TeamPCP Supply Chain Attack Fuels Payroll Fraud and Ransomware

Executive Summary

A financially motivated threat actor tracked as TeamPCP has executed a multi-stage supply chain attack, compromising trusted software tools to harvest credentials from more than 100 victim organizations. According to research by Recorded Future's Insikt Group, the stolen credentials were then used to facilitate payroll diversion fraud, logistics theft, and ransomware extortion, resulting in confirmed losses exceeding $1.5 million. The operation demonstrates a sophisticated blending of initial access broker (IAB) tactics with hands-on-keyboard fraud and extortion.

Technical Analysis

The attack chain began with the compromise of legitimate software vendors and tools, though the specific initial vector remains undisclosed. TeamPCP then distributed trojanized versions of these tools, which were signed with valid digital certificates to evade detection. When victims installed the software, a malicious payload was executed that harvested credentials from a wide range of applications, including browsers, email clients, FTP clients, and cryptocurrency wallets.

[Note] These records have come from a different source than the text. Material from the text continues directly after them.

use std::f64::consts::PI;

use nalgebra::{Isometry2, Point2, Similarity2, Vector2};

use crate::{Fragment, NodeId};

/// Preferred child directions in radians, indexed by child position plus the
/// parent's theta offset. Positions past the end of the palette point along 0.
pub const THETA_PALETTE: [f64; 5] = [-PI / 3.0, PI / 3.0, 0.0, -2.0 * PI / 3.0, 2.0 * PI / 3.0];

/// Direction used for the `index`-th placement slot.
pub fn placement_angle(index: usize) -> f64 {
    THETA_PALETTE.get(index).copied().unwrap_or(0.0)
}

impl Fragment {
    /// Assign every node a schematic position: the root sits at the origin and
    /// each child is one bond length away from its parent, with the whole
    /// child subtree rotated into the child's slot direction.
    pub fn generate_coordinates(&mut self) -> &mut Self {
        self.lay_out(self.root());
        self
    }

    fn lay_out(&mut self, id: NodeId) {
        self.node_mut(id).suggested_position = Point2::origin();
        let theta_offset = self.node(id).theta_offset;
        let children = self.children(id).to_vec();
        for (i, child) in children.into_iter().enumerate() {
            self.lay_out(child);
            let theta = placement_angle(i + theta_offset);
            // Rotate after stepping one unit along x.
            let step = Isometry2::new(Vector2::new(theta.cos(), theta.sin()), theta);
            self.transform_subtree(child, &Similarity2::from_isometry(step, 1.0));
        }
    }

    /// Apply `transform` to every node position, e.g. to move the schematic
    /// layout into image coordinates at an attachment point.
    pub fn apply_transform(&mut self, transform: &Similarity2<f64>) -> &mut Self {
        self.transform_subtree(self.root(), transform);
        self
    }

    fn transform_subtree(&mut self, id: NodeId, transform: &Similarity2<f64>) {
        let ids: Vec<NodeId> = self.subtree(id);
        for id in ids {
            let node = self.node_mut(id);
            node.suggested_position = transform.transform_point(&node.suggested_position);
        }
    }
}
//! Small nom recognizers for the token shapes the rule table cannot express as literals.

use nom::{
    branch::alt,
    character::complete::{anychar, char, digit0, digit1, one_of},
    combinator::{all_consuming, map, opt, recognize, value},
    multi::{fold_many0, many0_count, many1_count},
    sequence::{pair, preceded, tuple},
    IResult,
};

/// Number of carbons in an aliphatic run like `CH2CH2CH`: each unit is a `C`
/// or `c`, an `H`, and any number of `2`s.
pub(crate) fn aliphatic_run(token: &str) -> Option<usize> {
    let unit = tuple((one_of("cC"), char('H'), many0_count(char('2'))));
    let result: IResult<&str, usize> = all_consuming(many1_count(unit))(token);
    result.ok().map(|(_, units)| units)
}

/// A parenthesized group followed by a count, e.g. `(CH2)3` or `(CH3)2N`.
#[derive(Debug, Clone, Copy, PartialEq, Eq)]
pub(crate) struct GroupRepeat<'a> {
    pub inner: &'a str,
    pub digits: &'a str,
    /// The group was written in front of a trailing nitrogen.
    pub nitrogen: bool,
}

impl GroupRepeat<'_> {
    pub fn count(&self) -> Option<usize> {
        self.digits.parse().ok()
    }
}

/// The group spans from the leading `(` to the last `)`.
pub(crate) fn group_repeat(token: &str) -> Option<GroupRepeat<'_>> {
    let rest = token.strip_prefix('(')?;
    let close = rest.rfind(')')?;
    let (inner, tail) = (&rest[..close], &rest[close + 1..]);
    let result: IResult<&str, (&str, Option<char>)> = all_consuming(pair(digit1, opt(char('N'))))(tail);
    let (_, (digits, nitrogen)) = result.ok()?;
    Some(GroupRepeat {
        inner,
        digits,
        nitrogen: nitrogen.is_some(),
    })
}

/// A bare count such as `3`. Zero is not a count.
pub(crate) fn positive_integer(token: &str) -> Option<usize> {
    let result: IResult<&str, &str> = all_consuming(preceded(opt(char('+')), digit1))(token);
    let (_, digits) = result.ok()?;
    digits.parse().ok().filter(|count| *count > 0)
}

/// Vertical strokes of a hashed bond read in front of an oxygen: `IO`, `IIO`, ...
pub(crate) fn dashed_oxygen(token: &str) -> bool {
    let result: IResult<&str, (usize, char)> = all_consuming(pair(many1_count(char('I')), char('O')))(token);
    result.is_ok()
}

/// A nitrogen followed by hashed-bond strokes: `Nl`, `NIl`, ...
pub(crate) fn dashed_nitrogen(token: &str) -> bool {
    let result: IResult<&str, usize> = all_consuming(preceded(char('N'), many1_count(one_of("lI"))))(token);
    result.is_ok()
}

/// Remove every hydrogen together with its count (`H`, `H2`, `H12`), keeping
/// everything else in place. A count never starts with `0`.
pub(crate) fn strip_hydrogen_counts(token: &str) -> String {
    let hydrogen = recognize(pair(char('H'), opt(pair(one_of("123456789"), digit0))));
    let result: IResult<&str, String> = fold_many0(
        alt((value(None, hydrogen), map(anychar, Some))),
        String::new,
        |mut kept, c| {
            if let Some(c) = c {
                kept.push(c);
            }
            kept
        },
    )(token);
    match result {
        Ok((_, kept)) => kept,
        Err(_) => token.to_string(),
    }
}
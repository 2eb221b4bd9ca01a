use anyhow::Result;
use clap::Parser;
use shorthand::*;

#[derive(Parser)]
#[command(name = "shorthand")]
#[command(about = "Expand chemical shorthand labels into fragment trees", long_about = None)]
struct Args {
    /// Labels to expand, e.g. CO2Et or (CH3)2N
    #[arg(value_name = "TOKEN", required = true)]
    tokens: Vec<String>,

    /// Print Graphviz source instead of coordinates
    #[arg(long)]
    dot: bool,

    /// Log level (trace, debug, info, warn, error)
    #[arg(long, env = "SHORTHAND_LOG", default_value = "warn")]
    log: String,
}

fn main() -> Result<()> {
    let args = Args::parse();
    init_logging(&args.log);

    for token in &args.tokens {
        match interpret(token) {
            Ok(Resolution::Resolved(fragment)) => {
                println!("{}: {}", token, fragment);
                if args.dot {
                    print!("{}", fragment.to_dot());
                    continue;
                }
                for (_, id) in fragment.walk() {
                    let node = fragment.node(id);
                    let element = node.symbol.element().map_or("-", |element| element.symbol());
                    println!(
                        "    {:>2} {:<3} {:<2} ({:>7.3}, {:>7.3})",
                        id.index(),
                        node.label(),
                        element,
                        node.suggested_position.x,
                        node.suggested_position.y
                    );
                }
            }
            Ok(Resolution::NoMatch) => println!("{}: no match", token),
            // One bad token does not stop the rest.
            Err(err) => eprintln!("{}: {}", token, err),
        }
    }
    Ok(())
}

The stolen credentials, particularly for corporate email and business administration platforms, were aggregated and sold or used directly by the actors. Recorded Future analysts identified TeamPCP actors actively logging into victim email accounts to monitor business transactions, identify high-value targets like CFOs, and identify upcoming payroll runs. In several cases, this access was sold to other cybercriminal groups specializing in ransomware deployment.

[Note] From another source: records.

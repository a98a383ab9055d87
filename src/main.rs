mod cli;
mod common;
mod index;
mod pipeline;
mod ui;

use std::sync::{Arc, Mutex};

use anyhow::Result;
use clap::Parser;
use indicatif::ProgressBar;

use crate::cli::{Cli, Commands, GenerateArgs, StatsArgs};
use crate::common::{progress, tools};
use crate::index::ClipIndex;
use crate::pipeline::fetch::YtDlpSource;
use crate::pipeline::orchestrator::resolve_output_name;
use crate::pipeline::phase::ProgressFn;
use crate::pipeline::{AspectRatio, PipelineBudget, PipelineError, Stitcher, StyleOptions};
use crate::ui::prelude::*;

#[tokio::main]
async fn main() {
    let cli = Cli::parse();

    let format = if cli.json {
        OutputFormat::Json
    } else {
        OutputFormat::Text
    };
    ui::init(format, !cli.json, cli.verbose);

    let exit_code = match run(cli).await {
        Ok(()) => 0,
        Err(err) => {
            let cancelled = matches!(
                err.downcast_ref::<PipelineError>(),
                Some(PipelineError::Cancelled)
            );
            error("main.error", &format!("{err:#}"));
            if cancelled { 130 } else { 1 }
        }
    };
    std::process::exit(exit_code);
}

async fn run(cli: Cli) -> Result<()> {
    match cli.command {
        Commands::Generate(args) => handle_generate(args).await,
        Commands::Stats(args) => handle_stats(args),
        Commands::Check => handle_check(),
    }
}

async fn handle_generate(args: GenerateArgs) -> Result<()> {
    tools::verify_required()?;

    let budget = PipelineBudget {
        max_download_workers: args.download_workers,
        max_transcode_workers: args.transcode_workers,
        download_timeout: std::time::Duration::from_secs(args.download_timeout),
        transcode_timeout: std::time::Duration::from_secs(args.transcode_timeout),
        max_failure_rate: args.max_failure_rate,
        max_phrase_length: args.max_phrase_length,
        clip_padding_start: args.padding_start,
        clip_padding_end: args.padding_end,
        normalize_audio: !args.no_normalize,
        allow_placeholders: !args.strict,
        incremental_concat: args.incremental,
        cleanup_temp_files: !args.no_cleanup,
        keep_download_cache: !args.no_download_cache,
        channel_filter: args.channel.clone(),
        ..Default::default()
    };

    let style = StyleOptions {
        aspect_ratio: args.aspect_ratio.parse::<AspectRatio>()?,
        add_subtitles: args.subtitles,
        watermark_text: args.watermark.clone(),
        watermark_corner: args.watermark_corner.parse()?,
        intro_text: args.intro.clone(),
        outro_text: args.outro.clone(),
        ..Default::default()
    };

    let spinner = matches!(get_output_format(), OutputFormat::Text)
        .then(|| progress::create_spinner("opening clip index".to_string()));
    let index = ClipIndex::open(&args.database)?;
    if let Some(pb) = spinner {
        progress::finish_spinner_with_success(
            pb,
            format!("index opened: {}", args.database.display()),
        );
    }
    let source = Arc::new(YtDlpSource {
        format: args.quality.clone(),
        cookies_from_browser: args.cookies_from_browser.clone(),
        ..Default::default()
    });

    let stitcher = Stitcher::new(index, budget, style, source, &args.temp_dir, &args.output_dir)?;
    let output_name = resolve_output_name(args.output.as_deref());

    let artifact = tokio::select! {
        result = stitcher.generate(&args.text, &output_name, phase_progress()) => result?,
        _ = tokio::signal::ctrl_c() => {
            return Err(PipelineError::Cancelled.into());
        }
    };

    separator();
    success(
        "generate.output",
        &format!("video created: {}", artifact.output_path.display()),
    );
    info(
        "generate.timings",
        &format!("{} word timings generated", artifact.timings.len()),
    );
    if matches!(get_output_format(), OutputFormat::Json) {
        success_with_data(
            "generate.result",
            "generation complete",
            serde_json::json!({
                "output_path": artifact.output_path,
                "timings": artifact.timings,
            }),
        );
    }

    Ok(())
}

/// Progress bar shared by the fetch and transcode phases; re-created when a
/// phase with a different segment count starts. Text mode only.
fn phase_progress() -> Option<ProgressFn> {
    if matches!(get_output_format(), OutputFormat::Json) {
        return None;
    }

    let state: Arc<Mutex<Option<ProgressBar>>> = Arc::new(Mutex::new(None));
    Some(Arc::new(move |done, total| {
        let mut bar = state.lock().expect("progress bar poisoned");
        let stale = bar
            .as_ref()
            .map(|b| b.length() != Some(total as u64))
            .unwrap_or(true);
        if stale {
            if let Some(old) = bar.take() {
                old.finish_and_clear();
            }
            *bar = Some(progress::create_phase_bar(
                total as u64,
                "processing segments".to_string(),
            ));
        }
        if let Some(b) = bar.as_ref() {
            b.set_position(done as u64);
            if done == total {
                b.finish_and_clear();
            }
        }
    }))
}

fn handle_stats(args: StatsArgs) -> Result<()> {
    let index = ClipIndex::open(&args.database)?;
    let stats = index.stats()?;

    info(
        "stats.clips",
        &format!("indexed word clips: {}", stats.total_clips),
    );
    info(
        "stats.videos",
        &format!("distinct videos: {}", stats.unique_videos),
    );
    info(
        "stats.duration",
        &format!("average clip duration: {:.2}s", stats.avg_clip_duration),
    );
    info(
        "stats.transcripts",
        &format!("transcripts available: {}", stats.transcripts),
    );
    if matches!(get_output_format(), OutputFormat::Json) {
        success_with_data(
            "stats.result",
            "index statistics",
            serde_json::json!({
                "total_clips": stats.total_clips,
                "unique_videos": stats.unique_videos,
                "avg_clip_duration": stats.avg_clip_duration,
                "transcripts": stats.transcripts,
            }),
        );
    }

    Ok(())
}

fn handle_check() -> Result<()> {
    let mut all_present = true;
    for tool in tools::REQUIRED_TOOLS {
        match tools::locate(tool) {
            Some(path) => success(
                "check.tool",
                &format!(
                    "{} found at {} ({})",
                    tool.name,
                    path.display(),
                    tool.purpose
                ),
            ),
            None => {
                all_present = false;
                error(
                    "check.tool.missing",
                    &format!("{} not found on PATH ({})", tool.name, tool.purpose),
                );
            }
        }
    }

    if !all_present {
        anyhow::bail!("some required tools are missing");
    }
    success("check.done", "all required tools are available");
    Ok(())
}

Tactics, Techniques & Procedures

The Insikt Group report maps TeamPCP's activities to the MITRE ATT&CK framework. Key techniques include:

• Supply Chain Compromise (T1195.002): Compromising software distribution channels to trojanize legitimate tools.
• Code Signing (T1553.002): Using valid certificates to sign malicious payloads.
• OS Credential Dumping (T1003): Deploying credential harvesters to collect stored authentication data from infected systems.
• Email Collection (T1114): Using stolen credentials to access and monitor victim email accounts for intelligence.
• Business Email Compromise (T1657): Using gathered intelligence to redirect ACH payments and payroll deposits to attacker-controlled accounts.
• Data Encrypted for Impact (T1486): Partnering with ransomware affiliates to deploy file-encrypting malware after initial access is established.

Threat Actor Context

TeamPCP is assessed by Recorded Future to be a financially motivated threat group based in Nigeria. The group operates with a dual business model: acting as an Initial Access Broker (IAB) by selling validated corporate access to other criminals, and conducting hands-on financial fraud themselves. Their operations are characterized by high-volume credential theft followed by meticulous, manual investigation of victim environments to maximize financial gain. The group has been active since at least 2022.

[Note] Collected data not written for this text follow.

use std::fs;
use std::future::Future;
use std::path::{Path, PathBuf};

use anyhow::{Context, Result, bail};
use sha2::{Digest, Sha256};

use crate::pipeline::config::{PipelineBudget, StyleOptions};
use crate::pipeline::error::{Phase, PipelineError};
use crate::pipeline::fetch::{SegmentFile, SegmentState};
use crate::pipeline::media;
use crate::pipeline::phase::{ProgressFn, run_phase};
use crate::pipeline::plan::Plan;
use crate::pipeline::probe;
use crate::pipeline::workspace::Workspace;
use crate::ui;

/// Everything one transcode worker needs; owned, so workers share nothing.
#[derive(Clone)]
struct SegmentTask {
    text: String,
    stem: String,
    processed_dir: PathBuf,
    canonical_path: PathBuf,
    normalize_audio: bool,
    style: StyleOptions,
}

/// Transcode phase: coerce every populated slot into the canonical format.
///
/// Placeholder cards arrive already canonical and only get validated. The
/// failure gate divides by the non-placeholder job count.
pub async fn transcode_phase(
    slots: Vec<Option<SegmentFile>>,
    plan: &Plan,
    workspace: &Workspace,
    budget: &PipelineBudget,
    style: &StyleOptions,
    progress: Option<ProgressFn>,
) -> Result<Vec<Option<SegmentFile>>, PipelineError> {
    let labels: Vec<String> = plan.spans.iter().map(|span| span.text.clone()).collect();
    let eligible = plan
        .spans
        .iter()
        .zip(&slots)
        .filter(|(span, slot)| !span.is_placeholder() && slot.is_some())
        .count();

    let jobs: Vec<Option<_>> = plan
        .spans
        .iter()
        .zip(slots)
        .map(|(span, slot)| {
            let segment = slot?;
            let stem =
                workspace.raw_stem(span, budget.clip_padding_start, budget.clip_padding_end);
            let task = SegmentTask {
                text: span.text.clone(),
                canonical_path: workspace.canonical_path(&stem),
                stem,
                processed_dir: workspace.processed_dir(),
                normalize_audio: budget.normalize_audio,
                style: style.clone(),
            };
            Some(canonicalize_one(segment, task))
        })
        .collect();

    run_phase(
        Phase::Transcode,
        jobs,
        &labels,
        budget.transcode_workers(),
        budget.transcode_timeout,
        budget.max_failure_rate,
        eligible,
        progress,
    )
    .await
}

async fn canonicalize_one(segment: SegmentFile, task: SegmentTask) -> Result<SegmentFile> {
    // Whole-segment cache across runs.
    if task.canonical_path.exists() && probe::is_sound(&task.canonical_path).await {
        ui::debug(
            "transcode.cache.hit",
            &format!("using cached canonical segment for '{}'", task.text),
        );
        return Ok(SegmentFile::canonical(task.canonical_path));
    }

    if segment.state == SegmentState::Canonical {
        // Title cards are rendered straight to the canonical contract.
        if !probe::is_sound(&segment.path).await {
            bail!("placeholder card failed validation for '{}'", task.text);
        }
        return Ok(segment);
    }

    let encoded = task.step_path("encoded");
    run_step(&encoded, &task.text, {
        let input = segment.path.clone();
        let normalize = task.normalize_audio;
        let out = encoded.clone();
        async move { media::encode_canonical(&input, &out, normalize).await }
    })
    .await?;

    let (width, height) = task.style.aspect_ratio.dimensions();
    let boxed = task.step_path("boxed");
    run_step(&boxed, &task.text, {
        let input = encoded.clone();
        let out = boxed.clone();
        let pad_color = task.style.pad_color.clone();
        async move { media::letterbox(&input, &out, width, height, &pad_color).await }
    })
    .await?;

    let mut current = boxed.clone();

    if task.style.add_subtitles {
        let subtitled = task.step_path("subtitled");
        run_step(&subtitled, &task.text, {
            let input = current.clone();
            let out = subtitled.clone();
            let text = task.text.clone();
            async move { media::subtitle_overlay(&input, &out, &text).await }
        })
        .await?;
        current = subtitled;
    }

    if let Some(watermark_text) = task.style.watermark_text.clone() {
        let watermarked = task.step_path("watermarked");
        let corner = task.style.watermark_corner;
        run_step(&watermarked, &task.text, {
            let input = current.clone();
            let out = watermarked.clone();
            async move { media::watermark(&input, &out, &watermark_text, corner).await }
        })
        .await?;
        current = watermarked;
    }

    fs::rename(&current, &task.canonical_path).with_context(|| {
        format!(
            "Failed to move canonical segment into place at {}",
            task.canonical_path.display()
        )
    })?;

    task.remove_intermediates();

    Ok(SegmentFile::canonical(task.canonical_path))
}

impl SegmentTask {
    fn step_path(&self, step: &str) -> PathBuf {
        self.processed_dir.join(format!("{}_{step}.mp4", self.stem))
    }

    fn remove_intermediates(&self) {
        for step in ["encoded", "boxed", "subtitled", "watermarked"] {
            let path = self.step_path(step);
            if path.exists() {
                let _ = fs::remove_file(path);
            }
        }
    }
}

/// Run one cached step: reuse a sound existing output, otherwise produce it
/// and validate before handing it to the next step.
async fn run_step<F>(output: &Path, text: &str, produce: F) -> Result<()>
where
    F: Future<Output = Result<()>>,
{
    if output.exists() && probe::is_sound(output).await {
        return Ok(());
    }

    produce.await?;

    if !probe::is_sound(output).await {
        let _ = fs::remove_file(output);
        bail!(
            "invalid intermediate for '{text}' at {}",
            output.display()
        );
    }

    Ok(())
}

/// Title card standing in for a word the index cannot serve. Rendered at
/// the slot resolution so it is canonical from birth.
pub async fn render_placeholder(
    workspace: &Workspace,
    slot: usize,
    word: &str,
    style: &StyleOptions,
    duration: f64,
) -> Result<SegmentFile> {
    let path = workspace.placeholder_path(slot, word);
    if !(path.exists() && probe::is_sound(&path).await) {
        let (width, height) = style.aspect_ratio.dimensions();
        media::title_card(&path, word, width, height, duration, "gray", "white").await?;
    }
    Ok(SegmentFile::canonical(path))
}

/// Intro/outro card, cached by content so repeated texts render once.
pub async fn render_card(
    workspace: &Workspace,
    text: &str,
    style: &StyleOptions,
) -> Result<SegmentFile> {
    let (width, height) = style.aspect_ratio.dimensions();
    let key = card_cache_key(text, width, height, style.card_duration);
    let path = workspace.card_path(&format!("card_{}", &key[..16]));
    if !(path.exists() && probe::is_sound(&path).await) {
        media::title_card(
            &path,
            text,
            width,
            height,
            style.card_duration,
            "black",
            "white",
        )
        .await?;
    }
    Ok(SegmentFile::canonical(path))
}

fn card_cache_key(text: &str, width: u32, height: u32, duration: f64) -> String {
    let mut hasher = Sha256::new();
    hasher.update(width.to_le_bytes());
    hasher.update(height.to_le_bytes());
    hasher.update(duration.to_le_bytes());
    hasher.update(text.as_bytes());
    format!("{:x}", hasher.finalize())
}
use std::path::Path;

use anyhow::{Context, Result, bail};
use rusqlite::Connection;

use crate::pipeline::plan::Span;
use crate::ui;

/// One known occurrence of a lowercase word in a source video.
#[derive(Debug, Clone, PartialEq)]
pub struct WordClip {
    pub word: String,
    pub video_id: String,
    pub start_time: f64,
    pub duration: f64,
}

#[derive(Debug, Clone, Default)]
pub struct IndexStats {
    pub total_clips: u64,
    pub unique_videos: u64,
    pub avg_clip_duration: f64,
    pub transcripts: u64,
}

/// Read-only lookup over the word/transcript index.
///
/// Lookups return `Option` for "not found"; errors are reserved for I/O and
/// schema problems. The connection is never written through.
pub struct ClipIndex {
    conn: Connection,
    has_transcripts: bool,
    has_video_metadata: bool,
}

impl ClipIndex {
    pub fn open(path: impl AsRef<Path>) -> Result<Self> {
        let path = path.as_ref();
        if !path.exists() {
            bail!("index database not found: {}", path.display());
        }

        let conn = Connection::open(path)
            .with_context(|| format!("Failed to open index database {}", path.display()))?;

        Self::verify_schema(&conn)?;

        let has_transcripts = table_exists(&conn, "video_transcripts")?
            && count_rows(&conn, "video_transcripts")? > 0;
        let has_video_metadata = table_exists(&conn, "videos")?;

        Ok(Self {
            conn,
            has_transcripts,
            has_video_metadata,
        })
    }

    fn verify_schema(conn: &Connection) -> Result<()> {
        if !table_exists(conn, "word_clips")? {
            bail!("table 'word_clips' does not exist in index database");
        }

        let mut stmt = conn.prepare("PRAGMA table_info(word_clips)")?;
        let columns: Vec<String> = stmt
            .query_map([], |row| row.get::<_, String>(1))?
            .collect::<std::result::Result<_, _>>()?;

        for required in ["word", "video_id", "start_time", "duration"] {
            if !columns.iter().any(|c| c == required) {
                bail!("index table 'word_clips' is missing column '{required}'");
            }
        }

        Ok(())
    }

    pub fn has_transcripts(&self) -> bool {
        self.has_transcripts
    }

    pub fn has_video_metadata(&self) -> bool {
        self.has_video_metadata
    }

    /// Case-insensitive single-word lookup. Prefers a clip from a video not
    /// in `exclude_videos`, falls back to any clip, else `None`.
    pub fn lookup_word(
        &self,
        word: &str,
        exclude_videos: &[String],
        channel_filter: Option<&str>,
    ) -> Result<Option<WordClip>> {
        let clips = self.clips_for_word(word, channel_filter)?;

        let preferred = clips
            .iter()
            .find(|clip| !exclude_videos.contains(&clip.video_id))
            .cloned();

        Ok(preferred.or_else(|| clips.into_iter().next()))
    }

    fn clips_for_word(&self, word: &str, channel_filter: Option<&str>) -> Result<Vec<WordClip>> {
        let mut clips = Vec::new();

        if let Some(channel_id) = channel_filter {
            let mut stmt = self.conn.prepare(
                "SELECT wc.word, wc.video_id, wc.start_time, wc.duration
                 FROM word_clips wc
                 JOIN videos v ON v.video_id = wc.video_id
                 WHERE LOWER(wc.word) = LOWER(?1) AND v.channel_id = ?2",
            )?;
            let rows = stmt.query_map(rusqlite::params![word, channel_id], row_to_clip)?;
            for clip in rows {
                clips.push(clip?);
            }
        } else {
            let mut stmt = self.conn.prepare(
                "SELECT word, video_id, start_time, duration
                 FROM word_clips
                 WHERE LOWER(word) = LOWER(?1)",
            )?;
            let rows = stmt.query_map([word], row_to_clip)?;
            for clip in rows {
                clips.push(clip?);
            }
        }

        Ok(clips)
    }

    /// Scan transcripts for a case-insensitive match of the consecutive word
    /// sequence `words`. The first match in a non-excluded video wins; if
    /// every match sits in an excluded video, the first of those is returned.
    ///
    /// The returned span is padded: `start_time = first.start - pad_start`
    /// (clamped at 0), `duration = last.end - first.start + pad_start + pad_end`.
    pub fn find_phrase(
        &self,
        words: &[String],
        exclude_videos: &[String],
        channel_filter: Option<&str>,
        pad_start: f64,
        pad_end: f64,
    ) -> Result<Option<Span>> {
        if words.len() < 2 || !self.has_transcripts {
            return Ok(None);
        }

        let sql = if channel_filter.is_some() {
            "SELECT t.video_id, t.transcript_data
             FROM video_transcripts t
             JOIN videos v ON v.video_id = t.video_id
             WHERE v.channel_id = ?1"
        } else {
            "SELECT video_id, transcript_data FROM video_transcripts"
        };

        let mut stmt = self.conn.prepare(sql)?;
        let rows: Vec<(String, String)> = if let Some(channel_id) = channel_filter {
            stmt.query_map([channel_id], |row| Ok((row.get(0)?, row.get(1)?)))?
                .collect::<std::result::Result<_, _>>()?
        } else {
            stmt.query_map([], |row| Ok((row.get(0)?, row.get(1)?)))?
                .collect::<std::result::Result<_, _>>()?
        };

        let mut fallback: Option<Span> = None;

        for (video_id, transcript_data) in rows {
            let entries: Vec<(String, f64, f64)> = match serde_json::from_str(&transcript_data) {
                Ok(entries) => entries,
                Err(err) => {
                    ui::debug(
                        "index.transcript.malformed",
                        &format!("skipping transcript for {video_id}: {err}"),
                    );
                    continue;
                }
            };

            let Some(position) = first_occurrence(&entries, words) else {
                continue;
            };

            let first = &entries[position];
            let last = &entries[position + words.len() - 1];
            let span = Span::phrase(
                words.join(" "),
                video_id.clone(),
                first.1,
                last.2,
                words.len(),
                pad_start,
                pad_end,
            );

            if !exclude_videos.contains(&video_id) {
                return Ok(Some(span));
            }
            if fallback.is_none() {
                fallback = Some(span);
            }
        }

        Ok(fallback)
    }

    pub fn stats(&self) -> Result<IndexStats> {
        let total_clips: u64 = self
            .conn
            .query_row("SELECT COUNT(*) FROM word_clips", [], |row| {
                row.get::<_, i64>(0)
            })? as u64;
        let unique_videos: u64 = self.conn.query_row(
            "SELECT COUNT(DISTINCT video_id) FROM word_clips",
            [],
            |row| row.get::<_, i64>(0),
        )? as u64;
        let avg_clip_duration: f64 = self
            .conn
            .query_row("SELECT AVG(duration) FROM word_clips", [], |row| {
                row.get::<_, Option<f64>>(0)
            })?
            .unwrap_or(0.0);
        let transcripts = if self.has_transcripts {
            count_rows(&self.conn, "video_transcripts")?
        } else {
            0
        };

        Ok(IndexStats {
            total_clips,
            unique_videos,
            avg_clip_duration,
            transcripts,
        })
    }
}

fn row_to_clip(row: &rusqlite::Row) -> std::result::Result<WordClip, rusqlite::Error> {
    Ok(WordClip {
        word: row.get(0)?,
        video_id: row.get(1)?,
        start_time: row.get(2)?,
        duration: row.get(3)?,
    })
}

fn table_exists(conn: &Connection, name: &str) -> Result<bool> {
    let count: i64 = conn.query_row(
        "SELECT COUNT(*) FROM sqlite_master WHERE type = 'table' AND name = ?1",
        [name],
        |row| row.get(0),
    )?;
    Ok(count > 0)
}

fn count_rows(conn: &Connection, table: &str) -> Result<u64> {
    // Table names come from the fixed schema, never from user input.
    let count: i64 = conn.query_row(&format!("SELECT COUNT(*) FROM {table}"), [], |row| {
        row.get(0)
    })?;
    Ok(count as u64)
}

/// Index of the first entry where `words` matches consecutively,
/// case-insensitive.
fn first_occurrence(entries: &[(String, f64, f64)], words: &[String]) -> Option<usize> {
    if words.is_empty() || entries.len() < words.len() {
        return None;
    }
    (0..=entries.len() - words.len()).find(|&start| {
        words
            .iter()
            .enumerate()
            .all(|(offset, word)| entries[start + offset].0.to_lowercase() == *word)
    })
}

Mitigations & Recommendations

The Insikt Group report emphasizes defense against the initial supply chain compromise and credential harvesting stages. Key mitigations include:

• Implement application allowlisting to prevent execution of unauthorized software, including trojanized legitimate tools.
• Enforce robust multi-factor authentication (MFA) on all business-critical systems, especially email and financial platforms, using phishing-resistant methods where possible.
• Monitor for anomalous network authentication events and suspicious outbound connections from developer or IT workstations that may indicate credential harvesting activity.
• Establish and test procedures for verifying and validating requests for financial transactions, particularly changes to payment details or destinations.
• Conduct security assessments of third-party software providers and verify the integrity of software downloads through hash comparison when feasible.